Der amerikanische Popart-Künstler James Rizzi ist in der Nacht zum zweiten Weihnachtsfeiertag im Alter von 61 Jahren gestorben.
Die Kunst von Rizzi war farbenfroh und fröhlich. In Braunschweig wurde das kunterbunte "Rizzi-Haus" am Rande der Altstadt nach den Plänen des Amerikaners gestaltet.
Der verspielte Umgang mit Formen und Farben kennzeichnet das Braunschweiger "Happy Rizzi House".
Wiederkehrende Motive sind neben lachenden Gesichtern auch Herzen, Sterne und Vögel.
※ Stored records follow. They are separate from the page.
//! HTTP server setup and routing

use crate::config::Config;
use crate::error::{Error, Result};
use crate::state::SharedState;
use crate::stream::SessionConfig;
use axum::{
    routing::{get, post},
    Router,
};
use std::future::Future;
use std::sync::Arc;
use tower_http::cors::CorsLayer;
use tower_http::trace::TraceLayer;
use tracing::info;

/// Shared application context passed to all handlers
#[derive(Clone)]
pub struct AppContext {
    pub state: Arc<SharedState>,
    pub session: SessionConfig,
    /// Base URL for advertised stream links
    pub stream_url: String,
}

impl AppContext {
    pub fn new(state: Arc<SharedState>, config: &Config) -> Self {
        Self {
            state,
            session: config.session_config(),
            stream_url: config.stream_url.clone(),
        }
    }

    /// Public URL of a theme's stream
    pub fn stream_url_for(&self, theme_id: &str) -> String {
        format!("{}/stream/{}", self.stream_url, theme_id)
    }
}

/// Build the full router
pub fn build_router(ctx: AppContext) -> Router {
    use super::handlers;

    let api = Router::new()
        // Recording library
        .route("/recordings", get(handlers::list_recordings))
        .route("/recordings/rescan", post(handlers::rescan_recordings))

        // Themes
        .route(
            "/themes",
            get(handlers::list_themes).post(handlers::create_theme),
        )
        .route(
            "/themes/:id",
            get(handlers::get_theme).delete(handlers::delete_theme),
        )
        .route("/themes/:id/rename", post(handlers::rename_theme))
        .route("/themes/:id/select", post(handlers::select_theme))

        // Bindings within a theme
        .route(
            "/themes/:id/bindings",
            get(handlers::list_bindings).post(handlers::add_binding),
        )
        .route(
            "/themes/:id/bindings/:recording",
            axum::routing::delete(handlers::remove_binding),
        )
        .route(
            "/themes/:id/bindings/:recording/volume",
            post(handlers::set_volume),
        )
        .route(
            "/themes/:id/bindings/:recording/enabled",
            post(handlers::set_enabled),
        )
        .route(
            "/themes/:id/bindings/:recording/select",
            post(handlers::select_binding),
        )
        .route("/themes/:id/selection/clear", post(handlers::clear_selection))

        // Diagnostics
        .route("/stats", get(handlers::stats));

    Router::new()
        .route("/health", get(handlers::health))
        .route("/stream/:theme_id", get(super::stream::stream_theme))
        .nest("/api/v1", api)
        .with_state(ctx)
        .layer(TraceLayer::new_for_http())
        // Enable CORS for local access
        .layer(CorsLayer::permissive())
}

/// Run HTTP server until `shutdown` resolves
pub async fn run<F>(config: &Config, state: Arc<SharedState>, shutdown: F) -> Result<()>
where
    F: Future<Output = ()> + Send + 'static,
{
    let addr = config.socket_addr()?;
    let app = build_router(AppContext::new(state, config));

    info!("Starting HTTP server on {}", addr);
    info!("Streams advertised under {}/stream/<theme>", config.stream_url);

    let listener = tokio::net::TcpListener::bind(addr)
        .await
        .map_err(|e| Error::Http(format!("Failed to bind to {}: {}", addr, e)))?;

    axum::serve(listener, app)
        .with_graceful_shutdown(shutdown)
        .await
        .map_err(|e| Error::Http(format!("Server error: {}", e)))?;

    Ok(())
}
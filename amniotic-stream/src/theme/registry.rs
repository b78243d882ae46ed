//! Application-wide theme registry
//!
//! The registry is the control plane's entry point: it owns every [`Theme`],
//! resolves recordings through the [`RecordingLibrary`] and exposes the
//! operations the control surface needs (create/rename/delete themes, bind
//! recordings, set volume and enabled state, select the current items).

use super::{BindingId, Theme, TrackBinding};
use crate::error::{Error, Result};
use crate::library::{LibraryChanges, Recording, RecordingLibrary};
use crate::sync::{read, write};
use amniotic_common::slugify;
use serde::Serialize;
use std::sync::{Arc, RwLock};
use tracing::{info, warn};

/// Name given to the theme synthesized when none exist
pub const DEFAULT_THEME_NAME: &str = "Default";

/// Control-surface view of one binding
#[derive(Debug, Clone, Serialize)]
pub struct BindingInfo {
    pub id: BindingId,
    pub name: String,
    pub path: String,
    /// Volume on the 0-100 control scale
    pub volume: u8,
    pub is_enabled: bool,
    pub is_current: bool,
}

/// Owner of all themes
pub struct ThemeRegistry {
    library: Arc<RecordingLibrary>,
    themes: RwLock<Vec<Arc<Theme>>>,
    /// Id of the theme selected in the control surface
    current: RwLock<Option<String>>,
}

impl ThemeRegistry {
    pub fn new(library: Arc<RecordingLibrary>) -> Self {
        Self::with_themes(library, Vec::new())
    }

    /// Build a registry from loaded themes; later duplicates of an id are dropped
    pub fn with_themes(library: Arc<RecordingLibrary>, themes: Vec<Theme>) -> Self {
        let mut unique: Vec<Arc<Theme>> = Vec::with_capacity(themes.len());
        for theme in themes {
            let id = theme.id();
            if unique.iter().any(|t| t.id() == id) {
                warn!(
                    "Duplicate theme id \"{}\" (\"{}\"); keeping the first one",
                    id,
                    theme.name()
                );
                continue;
            }
            unique.push(Arc::new(theme));
        }

        Self {
            library,
            themes: RwLock::new(unique),
            current: RwLock::new(None),
        }
    }

    pub fn library(&self) -> &Arc<RecordingLibrary> {
        &self.library
    }

    // ------------------------------------------------------------------
    // Themes
    // ------------------------------------------------------------------

    pub fn list_themes(&self) -> Vec<Arc<Theme>> {
        read(&self.themes).clone()
    }

    pub fn theme_count(&self) -> usize {
        read(&self.themes).len()
    }

    pub fn theme(&self, id: &str) -> Result<Arc<Theme>> {
        read(&self.themes)
            .iter()
            .find(|t| t.id() == id)
            .cloned()
            .ok_or_else(|| Error::ThemeNotFound(id.to_string()))
    }

    pub fn create_theme(&self, name: &str) -> Result<Arc<Theme>> {
        let theme = Theme::new(name)?;
        let id = theme.id();

        let mut themes = write(&self.themes);
        if themes.iter().any(|t| t.id() == id) {
            return Err(Error::Conflict(format!("Theme \"{}\" already exists", id)));
        }
        let theme = Arc::new(theme);
        themes.push(Arc::clone(&theme));
        drop(themes);

        info!("Created theme \"{}\" ({})", theme.name(), id);
        Ok(theme)
    }

    pub fn rename_theme(&self, id: &str, new_name: &str) -> Result<Arc<Theme>> {
        let new_id = slugify(new_name);
        let themes = write(&self.themes);
        let theme = themes
            .iter()
            .find(|t| t.id() == id)
            .cloned()
            .ok_or_else(|| Error::ThemeNotFound(id.to_string()))?;
        if !new_id.is_empty() && new_id != id && themes.iter().any(|t| t.id() == new_id) {
            return Err(Error::Conflict(format!("Theme \"{}\" already exists", new_id)));
        }
        theme.set_name(new_name)?;
        drop(themes);

        let mut current = write(&self.current);
        if current.as_deref() == Some(id) {
            *current = Some(new_id.clone());
        }

        info!("Renamed theme \"{}\" to \"{}\" ({})", id, theme.name(), new_id);
        Ok(theme)
    }

    /// Remove a theme. Live sessions keep streaming their own handle to it.
    pub fn delete_theme(&self, id: &str) -> Result<Arc<Theme>> {
        let removed = {
            let mut themes = write(&self.themes);
            let index = themes
                .iter()
                .position(|t| t.id() == id)
                .ok_or_else(|| Error::ThemeNotFound(id.to_string()))?;
            themes.remove(index)
        };

        let mut current = write(&self.current);
        if current.as_deref() == Some(id) {
            *current = None;
        }

        info!("Deleted theme \"{}\"", removed.name());
        Ok(removed)
    }

    pub fn select_theme(&self, id: &str) -> Result<Arc<Theme>> {
        let theme = self.theme(id)?;
        *write(&self.current) = Some(theme.id());
        Ok(theme)
    }

    /// The selected theme, falling back to the first one
    pub fn current_theme(&self) -> Option<Arc<Theme>> {
        let selected = read(&self.current).clone();
        selected
            .and_then(|id| self.theme(&id).ok())
            .or_else(|| read(&self.themes).first().cloned())
    }

    /// Create the default theme if no theme exists.
    ///
    /// The default theme binds the first recording in the library (disabled).
    pub fn ensure_default_theme(&self) -> Result<Option<Arc<Theme>>> {
        if self.theme_count() > 0 {
            return Ok(None);
        }

        warn!("No themes exist. Creating default...");
        let theme = self.create_theme(DEFAULT_THEME_NAME)?;
        if let Some(recording) = self.library.first() {
            let binding = theme.add_binding(recording);
            theme.select(binding.id())?;
        }
        Ok(Some(theme))
    }

    // ------------------------------------------------------------------
    // Bindings
    // ------------------------------------------------------------------

    pub fn recording(&self, name: &str) -> Result<Arc<Recording>> {
        self.library.require(name)
    }

    fn binding(&self, theme_id: &str, recording_name: &str) -> Result<Arc<TrackBinding>> {
        let theme = self.theme(theme_id)?;
        theme
            .binding(recording_name)
            .ok_or_else(|| Error::BindingNotFound {
                theme: theme_id.to_string(),
                recording: recording_name.to_string(),
            })
    }

    pub fn add_binding(&self, theme_id: &str, recording_name: &str) -> Result<Arc<TrackBinding>> {
        let theme = self.theme(theme_id)?;
        let recording = self.recording(recording_name)?;
        let binding = theme.add_binding(recording);
        info!(
            "Theme \"{}\" now includes recording \"{}\"",
            theme.name(),
            binding.name()
        );
        Ok(binding)
    }

    pub fn remove_binding(
        &self,
        theme_id: &str,
        recording_name: &str,
    ) -> Result<Arc<TrackBinding>> {
        let theme = self.theme(theme_id)?;
        let removed = theme
            .remove_binding(recording_name)
            .ok_or_else(|| Error::BindingNotFound {
                theme: theme_id.to_string(),
                recording: recording_name.to_string(),
            })?;
        info!(
            "Removed recording \"{}\" from theme \"{}\"",
            removed.name(),
            theme.name()
        );
        Ok(removed)
    }

    /// Set volume on the 0-100 control scale
    pub fn set_volume(
        &self,
        theme_id: &str,
        recording_name: &str,
        percent: u8,
    ) -> Result<Arc<TrackBinding>> {
        let binding = self.binding(theme_id, recording_name)?;
        binding.set_volume_percent(percent)?;
        info!(
            "Setting volume to {} for recording \"{}\" in theme \"{}\"",
            percent, recording_name, theme_id
        );
        Ok(binding)
    }

    pub fn set_enabled(
        &self,
        theme_id: &str,
        recording_name: &str,
        enabled: bool,
    ) -> Result<Arc<TrackBinding>> {
        let binding = self.binding(theme_id, recording_name)?;
        binding.set_enabled(enabled);
        info!(
            "Toggling enabled={} for recording \"{}\" in theme \"{}\"",
            enabled, recording_name, theme_id
        );
        Ok(binding)
    }

    /// Make a recording the theme's current binding, binding it first if needed
    pub fn select_binding(
        &self,
        theme_id: &str,
        recording_name: &str,
    ) -> Result<Arc<TrackBinding>> {
        let theme = self.theme(theme_id)?;
        let binding = match theme.binding(recording_name) {
            Some(binding) => binding,
            None => {
                info!(
                    "Creating new binding for recording \"{}\" in theme \"{}\"",
                    recording_name,
                    theme.name()
                );
                theme.add_binding(self.recording(recording_name)?)
            }
        };
        theme.select(binding.id())?;
        Ok(binding)
    }

    pub fn clear_selection(&self, theme_id: &str) -> Result<()> {
        self.theme(theme_id)?.clear_selection();
        Ok(())
    }

    pub fn list_bindings(&self, theme_id: &str) -> Result<Vec<BindingInfo>> {
        let theme = self.theme(theme_id)?;
        let current = theme.current().map(|b| b.id());
        Ok(theme
            .bindings()
            .iter()
            .map(|b| {
                let state = b.snapshot();
                BindingInfo {
                    id: b.id(),
                    name: b.name().to_string(),
                    path: b.recording().path_str(),
                    volume: (state.volume * 100.0).round() as u8,
                    is_enabled: state.is_enabled,
                    is_current: current == Some(b.id()),
                }
            })
            .collect())
    }

    // ------------------------------------------------------------------
    // Library reconciliation
    // ------------------------------------------------------------------

    /// Rescan the library and drop bindings whose recordings vanished
    pub fn reconcile_library(&self) -> Result<LibraryChanges> {
        let changes = self.library.rescan()?;
        if !changes.removed.is_empty() {
            self.drop_bindings_for(&changes.removed);
        }
        Ok(changes)
    }

    fn drop_bindings_for(&self, removed: &[Arc<Recording>]) -> usize {
        let mut dropped = 0;
        for theme in self.list_themes() {
            let gone = theme.retain_bindings(|b| !removed.iter().any(|r| r == b.recording()));
            for binding in &gone {
                warn!(
                    "Dropping recording \"{}\" from theme \"{}\": file no longer exists",
                    binding.name(),
                    theme.name()
                );
            }
            dropped += gone.len();
        }
        dropped
    }
}
//! Bootstrap configuration loading and data directory resolution
//!
//! Configuration sources in priority order:
//! 1. Command-line arguments (highest priority, applied by the service binary)
//! 2. Environment variables (applied by the service binary via clap)
//! 3. TOML config file
//! 4. OS-dependent compiled defaults (fallback)
//!
//! A missing TOML file is never fatal: a warning is logged and compiled
//! defaults are used.

use crate::{Error, Result};
use serde::Deserialize;
use std::path::{Path, PathBuf};
use tracing::{info, warn};

/// Application directory name used under the platform data/config dirs
pub const APP_DIR_NAME: &str = "amniotic";

/// Default HTTP port
pub const DEFAULT_PORT: u16 = 8080;

/// Default MP3 bitrate (kbps)
pub const DEFAULT_BITRATE_KBPS: u32 = 128;

/// Default library rescan interval (seconds, 0 disables)
pub const DEFAULT_LIBRARY_POLL_SECS: u64 = 30;

/// Bootstrap configuration loaded from TOML file
///
/// Every field is optional; unset fields fall back to [`CompiledDefaults`].
#[derive(Debug, Clone, Default, Deserialize)]
#[serde(default)]
pub struct TomlConfig {
    /// Interface to bind the HTTP server to
    pub bind_address: Option<String>,

    /// HTTP server port
    pub port: Option<u16>,

    /// Directory holding the recording files
    pub audio_dir: Option<PathBuf>,

    /// JSON file holding the persisted themes
    pub themes_path: Option<PathBuf>,

    /// Base URL advertised for theme stream links
    pub stream_url: Option<String>,

    /// MP3 output bitrate in kbps
    pub bitrate_kbps: Option<u32>,

    /// Interval between recording library rescans (0 disables)
    pub library_poll_secs: Option<u64>,

    /// Pace output at playback speed
    pub realtime: Option<bool>,

    /// Logging configuration
    pub logging: LoggingConfig,
}

/// Logging configuration
#[derive(Debug, Clone, Deserialize)]
#[serde(default)]
pub struct LoggingConfig {
    /// Log level (trace, debug, info, warn, error)
    pub level: String,
}

impl Default for LoggingConfig {
    fn default() -> Self {
        Self {
            level: default_log_level(),
        }
    }
}

fn default_log_level() -> String {
    "info".to_string()
}

/// OS-dependent compiled defaults
#[derive(Debug, Clone)]
pub struct CompiledDefaults {
    /// Root data directory
    pub data_dir: PathBuf,
    /// Directory holding recordings
    pub audio_dir: PathBuf,
    /// Persisted themes file
    pub themes_path: PathBuf,
    /// Default log level
    pub log_level: String,
}

impl CompiledDefaults {
    /// Defaults for the platform this binary runs on
    pub fn for_current_platform() -> Self {
        Self::for_data_dir(default_data_dir())
    }

    /// Defaults rooted at an explicit data directory
    pub fn for_data_dir(data_dir: PathBuf) -> Self {
        Self {
            audio_dir: data_dir.join("audio"),
            themes_path: data_dir.join("config").join("themes.json"),
            data_dir,
            log_level: default_log_level(),
        }
    }
}

/// Get OS-dependent default data directory
pub fn default_data_dir() -> PathBuf {
    dirs::data_local_dir()
        .map(|d| d.join(APP_DIR_NAME))
        .unwrap_or_else(|| PathBuf::from("./amniotic_data"))
}

/// Default configuration file location (`<config dir>/amniotic/config.toml`)
pub fn default_config_path() -> PathBuf {
    dirs::config_dir()
        .map(|d| d.join(APP_DIR_NAME).join("config.toml"))
        .unwrap_or_else(|| PathBuf::from("./config.toml"))
}

/// Load the bootstrap TOML configuration.
///
/// A missing file yields `TomlConfig::default()` with a warning. A file that
/// exists but cannot be read or parsed is a configuration error.
pub fn load_toml_config(path: &Path) -> Result<TomlConfig> {
    if !path.exists() {
        warn!(
            "No config file found at \"{}\"; using compiled defaults",
            path.display()
        );
        return Ok(TomlConfig::default());
    }

    let content = std::fs::read_to_string(path).map_err(|e| {
        Error::Config(format!("Failed to read config file {}: {}", path.display(), e))
    })?;

    let config: TomlConfig = toml::from_str(&content)
        .map_err(|e| Error::Config(format!("Failed to parse {}: {}", path.display(), e)))?;

    info!("Loaded TOML configuration from {}", path.display());
    Ok(config)
}

/// Create a directory (and parents) if it does not exist yet.
///
/// Returns `true` when the directory had to be created.
pub fn ensure_directory(path: &Path) -> Result<bool> {
    if path.is_dir() {
        return Ok(false);
    }
    warn!("Directory \"{}\" does not exist. Creating it.", path.display());
    std::fs::create_dir_all(path)?;
    Ok(true)
}

#[cfg(test)]
mod tests {
    use super::*;

    #[test]
    fn test_default_log_level() {
        assert_eq!(default_log_level(), "info");
        assert_eq!(LoggingConfig::default().level, "info");
    }

    #[test]
    fn test_defaults_layout() {
        let defaults = CompiledDefaults::for_data_dir(PathBuf::from("/srv/amniotic"));
        assert_eq!(defaults.audio_dir, PathBuf::from("/srv/amniotic/audio"));
        assert_eq!(
            defaults.themes_path,
            PathBuf::from("/srv/amniotic/config/themes.json")
        );
    }

    #[test]
    fn test_partial_toml_parses() {
        let config: TomlConfig = toml::from_str("port = 9000\n[logging]\nlevel = \"debug\"\n").unwrap();
        assert_eq!(config.port, Some(9000));
        assert_eq!(config.logging.level, "debug");
        assert!(config.audio_dir.is_none());
        assert!(config.realtime.is_none());
    }
}
//! Live resource counters for stream sessions
//!
//! Gauges are incremented when a resource is acquired and decremented by a
//! [`ResourceGuard`] when it is dropped, so they stay correct on every exit
//! path including panics inside a session thread.

use serde::Serialize;
use std::sync::atomic::{AtomicU64, AtomicUsize, Ordering};
use std::sync::Arc;

/// Which gauge a guard releases
#[derive(Debug, Clone, Copy, PartialEq, Eq)]
pub enum Resource {
    Session,
    Decoder,
    Encoder,
}

/// Process-wide streaming counters
#[derive(Debug, Default)]
pub struct StreamMetrics {
    active_sessions: AtomicUsize,
    open_decoders: AtomicUsize,
    open_encoders: AtomicUsize,
    sessions_started: AtomicU64,
    decoder_failures: AtomicU64,
}

/// Point-in-time copy of [`StreamMetrics`]
#[derive(Debug, Clone, Copy, PartialEq, Eq, Serialize)]
pub struct MetricsSnapshot {
    pub active_sessions: usize,
    pub open_decoders: usize,
    pub open_encoders: usize,
    pub sessions_started: u64,
    pub decoder_failures: u64,
}

impl StreamMetrics {
    pub fn new() -> Arc<Self> {
        Arc::new(Self::default())
    }

    fn gauge(&self, resource: Resource) -> &AtomicUsize {
        match resource {
            Resource::Session => &self.active_sessions,
            Resource::Decoder => &self.open_decoders,
            Resource::Encoder => &self.open_encoders,
        }
    }

    /// Count a newly acquired resource; the returned guard releases it
    pub fn acquire(self: &Arc<Self>, resource: Resource) -> ResourceGuard {
        self.gauge(resource).fetch_add(1, Ordering::SeqCst);
        if resource == Resource::Session {
            self.sessions_started.fetch_add(1, Ordering::Relaxed);
        }
        ResourceGuard {
            metrics: Arc::clone(self),
            resource,
        }
    }

    pub fn record_decoder_failure(&self) {
        self.decoder_failures.fetch_add(1, Ordering::Relaxed);
    }

    pub fn active_sessions(&self) -> usize {
        self.active_sessions.load(Ordering::SeqCst)
    }

    pub fn open_decoders(&self) -> usize {
        self.open_decoders.load(Ordering::SeqCst)
    }

    pub fn open_encoders(&self) -> usize {
        self.open_encoders.load(Ordering::SeqCst)
    }

    pub fn snapshot(&self) -> MetricsSnapshot {
        MetricsSnapshot {
            active_sessions: self.active_sessions(),
            open_decoders: self.open_decoders(),
            open_encoders: self.open_encoders(),
            sessions_started: self.sessions_started.load(Ordering::Relaxed),
            decoder_failures: self.decoder_failures.load(Ordering::Relaxed),
        }
    }
}

/// Decrements its gauge on drop
#[derive(Debug)]
pub struct ResourceGuard {
    metrics: Arc<StreamMetrics>,
    resource: Resource,
}

impl Drop for ResourceGuard {
    fn drop(&mut self) {
        self.metrics.gauge(self.resource).fetch_sub(1, Ordering::SeqCst);
    }
}
//! Lock helpers
//!
//! Shared theme state is guarded by `std::sync::RwLock` because it is read from
//! session threads as well as async handlers. Writers never leave the guarded
//! values half-updated, so a poisoned lock is recovered instead of propagated.

use std::sync::{Mutex, MutexGuard, RwLock, RwLockReadGuard, RwLockWriteGuard};

pub(crate) fn read<T>(lock: &RwLock<T>) -> RwLockReadGuard<'_, T> {
    lock.read().unwrap_or_else(|e| e.into_inner())
}

pub(crate) fn write<T>(lock: &RwLock<T>) -> RwLockWriteGuard<'_, T> {
    lock.write().unwrap_or_else(|e| e.into_inner())
}

pub(crate) fn lock<T>(mutex: &Mutex<T>) -> MutexGuard<'_, T> {
    mutex.lock().unwrap_or_else(|e| e.into_inner())
}
//! Build script for amniotic-stream
//!
//! Exposes the short git hash, build time and cargo profile to the binary so
//! `/health` and the startup log can identify the exact build.

use std::process::Command;

fn main() {
    let git_hash = Command::new("git")
        .args(["rev-parse", "--short=8", "HEAD"])
        .output()
        .ok()
        .filter(|output| output.status.success())
        .and_then(|output| String::from_utf8(output.stdout).ok())
        .map(|s| s.trim().to_string())
        .unwrap_or_else(|| "unknown".to_string());

    let build_timestamp = chrono::Utc::now().to_rfc3339_opts(chrono::SecondsFormat::Secs, true);
    let profile = std::env::var("PROFILE").unwrap_or_else(|_| "unknown".to_string());

    println!("cargo:rustc-env=GIT_HASH={}", git_hash);
    println!("cargo:rustc-env=BUILD_TIMESTAMP={}", build_timestamp);
    println!("cargo:rustc-env=BUILD_PROFILE={}", profile);

    // No rerun-if-changed: the script reruns on every build so the hash stays current
}
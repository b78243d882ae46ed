//! # Amniotic Common Library
//!
//! Shared code for the Amniotic services including:
//! - Common error type
//! - Bootstrap configuration loading and data directory resolution
//! - Theme identifier slugging

pub mod config;
pub mod error;
pub mod slug;

pub use error::{Error, Result};
pub use slug::slugify;
//! Error types for amniotic-stream
//!
//! Defines module-specific error types using thiserror for clear error propagation.

use axum::{
    http::StatusCode,
    response::{IntoResponse, Response},
    Json,
};
use serde_json::json;
use std::path::PathBuf;
use thiserror::Error;

/// Main error type for amniotic-stream
#[derive(Error, Debug)]
pub enum Error {
    /// Configuration loading or validation errors
    #[error("Configuration error: {0}")]
    Config(String),

    /// File I/O errors
    #[error("File I/O error: {0}")]
    Io(#[from] std::io::Error),

    /// Errors bubbled up from the common crate
    #[error(transparent)]
    Common(#[from] amniotic_common::Error),

    /// Audio demux/decode errors
    #[error("Audio decode error: {0}")]
    Decode(String),

    /// Source file carries no decodable audio stream
    #[error("No audio stream in {}", .0.display())]
    NoAudioStream(PathBuf),

    /// Sample rate conversion errors
    #[error("Resampling error: {0}")]
    Resample(String),

    /// MP3 encoder errors
    #[error("Audio encode error: {0}")]
    Encode(String),

    /// Theme store read/write errors
    #[error("Persistence error: {0}")]
    Persistence(String),

    /// Unknown theme identifier
    #[error("Theme not found: {0}")]
    ThemeNotFound(String),

    /// Unknown recording name or path
    #[error("Recording not found: {0}")]
    RecordingNotFound(String),

    /// Recording exists but is not bound in the theme
    #[error("Recording \"{recording}\" is not part of theme \"{theme}\"")]
    BindingNotFound { theme: String, recording: String },

    /// Identifier collision
    #[error("Conflict: {0}")]
    Conflict(String),

    /// Invalid request
    #[error("Bad request: {0}")]
    BadRequest(String),

    /// HTTP server errors
    #[error("HTTP server error: {0}")]
    Http(String),

    /// Other errors
    #[error("Internal error: {0}")]
    Internal(String),
}

/// Convenience Result type using amniotic-stream Error
pub type Result<T> = std::result::Result<T, Error>;

impl Error {
    /// HTTP status this error maps to at the API boundary
    pub fn status_code(&self) -> StatusCode {
        match self {
            Error::ThemeNotFound(_)
            | Error::RecordingNotFound(_)
            | Error::BindingNotFound { .. } => StatusCode::NOT_FOUND,
            Error::Conflict(_) => StatusCode::CONFLICT,
            Error::BadRequest(_) => StatusCode::BAD_REQUEST,
            _ => StatusCode::INTERNAL_SERVER_ERROR,
        }
    }
}

impl IntoResponse for Error {
    fn into_response(self) -> Response {
        let status = self.status_code();
        if status.is_server_error() {
            tracing::error!("Request failed: {}", self);
        }
        (
            status,
            Json(json!({
                "status": "error",
                "message": self.to_string(),
            })),
        )
            .into_response()
    }
}
//! URL-safe identifiers derived from display names

/// Convert a display name into a URL-safe identifier.
///
/// ASCII alphanumerics are lowercased and kept; every other run of characters
/// collapses into a single `-`. Leading and trailing separators are trimmed, so
/// a name with no alphanumerics at all yields an empty string.
pub fn slugify(name: &str) -> String {
    let mut slug = String::with_capacity(name.len());
    let mut pending_separator = false;

    for c in name.chars() {
        if c.is_ascii_alphanumeric() {
            if pending_separator && !slug.is_empty() {
                slug.push('-');
            }
            pending_separator = false;
            slug.push(c.to_ascii_lowercase());
        } else {
            pending_separator = true;
        }
    }

    slug
}

#[cfg(test)]
mod tests {
    use super::*;

    #[test]
    fn test_slugify_simple() {
        assert_eq!(slugify("Default"), "default");
        assert_eq!(slugify("Rain and Thunder"), "rain-and-thunder");
    }

    #[test]
    fn test_slugify_collapses_and_trims() {
        assert_eq!(slugify("  Night -- Forest!! "), "night-forest");
        assert_eq!(slugify("__a__b__"), "a-b");
    }

    #[test]
    fn test_slugify_non_ascii() {
        assert_eq!(slugify("Café Ambience"), "caf-ambience");
        assert_eq!(slugify("???"), "");
    }
}
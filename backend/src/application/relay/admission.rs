use huddle_protocol::QuotaSnapshot;
use serde::Deserialize;
use thiserror::Error;
use tracing::debug;

use crate::application::error::AppError;
use crate::domain::{CapabilityRole, ClientIdentity, SessionId};

use super::RelayContext;

/// Connection parameters presented on the relay endpoint.
#[derive(Debug, Clone, Default, Deserialize)]
pub struct RelayParams {
    pub role: Option<String>,
    pub token: Option<String>,
}

/// Why a relay connection was refused before the upgrade.
#[derive(Debug, Error, Clone, Copy, PartialEq, Eq)]
pub enum RelayRejection {
    #[error("realtime AI is not configured")]
    Misconfigured,

    #[error("missing or invalid AI capability")]
    Unauthorized,

    #[error("session is not available")]
    SessionUnavailable,

    #[error("AI is only available in moderated sessions")]
    ForbiddenKind,

    #[error("role may not use the AI")]
    ForbiddenRole,

    #[error("usage limit reached")]
    QuotaExhausted,
}

/// An authorized connection, ready to bridge.
#[derive(Debug, Clone, PartialEq, Eq)]
pub struct Admission {
    pub session_id: SessionId,
    pub client: ClientIdentity,
    pub quota: QuotaSnapshot,
}

pub async fn authorize(
    ctx: &RelayContext,
    session_id: &SessionId,
    params: &RelayParams,
) -> Result<Admission, RelayRejection> {
    if ctx.upstream.is_none() {
        return Err(RelayRejection::Misconfigured);
    }

    let services = &ctx.services;
    let grant = params
        .token
        .as_deref()
        .and_then(|token| services.authz.verify_ai_capability(token, session_id))
        .ok_or(RelayRejection::Unauthorized)?;

    let session = match services.live_session(session_id).await {
        Ok(session) => session,
        Err(AppError::NotFound(_)) | Err(AppError::Gone) => return Err(RelayRejection::SessionUnavailable),
        Err(e) => {
            debug!("relay admission lookup failed: {}", e);
            return Err(RelayRejection::SessionUnavailable);
        }
    };
    if !session.kind.allows_ai() {
        return Err(RelayRejection::ForbiddenKind);
    }

    let role = params
        .role
        .as_deref()
        .and_then(|r| r.parse::<CapabilityRole>().ok())
        .ok_or(RelayRejection::ForbiddenRole)?;
    if role != grant.role {
        return Err(RelayRejection::Unauthorized);
    }

    let client = ClientIdentity {
        role,
        subject: grant.subject,
    };
    let quota = session.quota_for(&client);
    if quota.is_exhausted() {
        return Err(RelayRejection::QuotaExhausted);
    }

    Ok(Admission {
        session_id: session.id,
        client,
        quota,
    })
}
An der höchsten Stelle misst der Gebäude-Komplex fünf Geschosse, ansonsten ist er dreigeschossig angelegt.
Das "Rizzi-Haus" wurde im Jahr 2001 fertiggestellt. Durch die bunten Farben kontrastiert das Gebäude stark mit dem Turm der Magnikirche.
Der verstorbene Künstler verschönerte auch diesen Triebwagen, der zwischen Bremen, Hamburg und Uelzen verkehrt: die "Rizzi-Lokomotive".
Rizzis Kunst schaffte es auch auf die Straße: 1999 gestaltete er gleich mehrere Modelle des VW New Beetle.
Auch diese Boeing 757, die hier über den Frankfurter Flughafen rollt, wurde durch den Popart-Künstler James Rizzi zu einem Kunstwerk.
Rizzi starb nach Auskunft seines deutschen Verlags Art 28 in seinem New Yorker Studio. Hier ist er an seinem Arbeitstisch in Manhattan zu sehen.